* _Data supplied_:
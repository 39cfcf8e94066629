//! Civic-Calendar: a town meeting calendar harvester
//!
//! This crate walks a town website's monthly calendar pages, extracts the
//! government-meeting events listed there, enriches each one from its detail
//! page and stores the normalized records.

pub mod config;
pub mod crawler;
pub mod event;
pub mod output;
pub mod site;
pub mod state;
pub mod storage;

use thiserror::Error;

/// Main error type for Civic-Calendar operations
#[derive(Debug, Error)]
pub enum CalendarError {
    #[error("Configuration error: {0}")]
    Config(#[from] ConfigError),

    #[error("Fetch error: {0}")]
    Fetch(#[from] crawler::FetchError),

    #[error("Storage error: {0}")]
    Storage(#[from] storage::StorageError),

    #[error("Database error: {0}")]
    Database(#[from] rusqlite::Error),

    #[error("Site error: {0}")]
    Site(#[from] SiteError),

    #[error("HTTP client error: {0}")]
    HttpClient(#[from] reqwest::Error),

    #[error("Invalid date '{value}': expected YYYY-MM-DD")]
    InvalidDate { value: String },

    #[error("Invalid date range: start {start} is after end {end}")]
    InvalidDateRange {
        start: chrono::NaiveDate,
        end: chrono::NaiveDate,
    },

    #[error("Invalid crawl transition: {from:?} -> {to:?}")]
    InvalidTransition {
        from: state::CrawlPhase,
        to: state::CrawlPhase,
    },
}

/// Configuration-specific errors
#[derive(Debug, Error)]
pub enum ConfigError {
    #[error("Failed to read config file: {0}")]
    Io(#[from] std::io::Error),

    #[error("Failed to parse TOML: {0}")]
    Parse(#[from] toml::de::Error),

    #[error("Validation error: {0}")]
    Validation(String),

    #[error("Invalid URL in config: {0}")]
    InvalidUrl(String),
}

/// Errors building URLs for the calendar site
#[derive(Debug, Error)]
pub enum SiteError {
    #[error("Failed to parse URL: {0}")]
    Parse(#[from] ::url::ParseError),

    #[error("Invalid URL scheme: {0}")]
    InvalidScheme(String),

    #[error("Invalid month {year}-{month}")]
    InvalidMonth { year: i32, month: u32 },
}

/// Result type alias for Civic-Calendar operations
pub type Result<T> = std::result::Result<T, CalendarError>;

/// Result type alias for configuration operations
pub type ConfigResult<T> = std::result::Result<T, ConfigError>;

/// Result type alias for site URL operations
pub type SiteResult<T> = std::result::Result<T, SiteError>;

// Re-export commonly used types
pub use config::Config;
pub use event::{EventKey, EventRecord, StoredEntry};
pub use state::{CrawlPhase, CrawlTally};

* _Aim of the exercise_: Scan the material above for the string "CalendarError". Return each line where it occurs.

* _Solution_:
pub enum CalendarError {
pub type Result<T> = std::result::Result<T, CalendarError>;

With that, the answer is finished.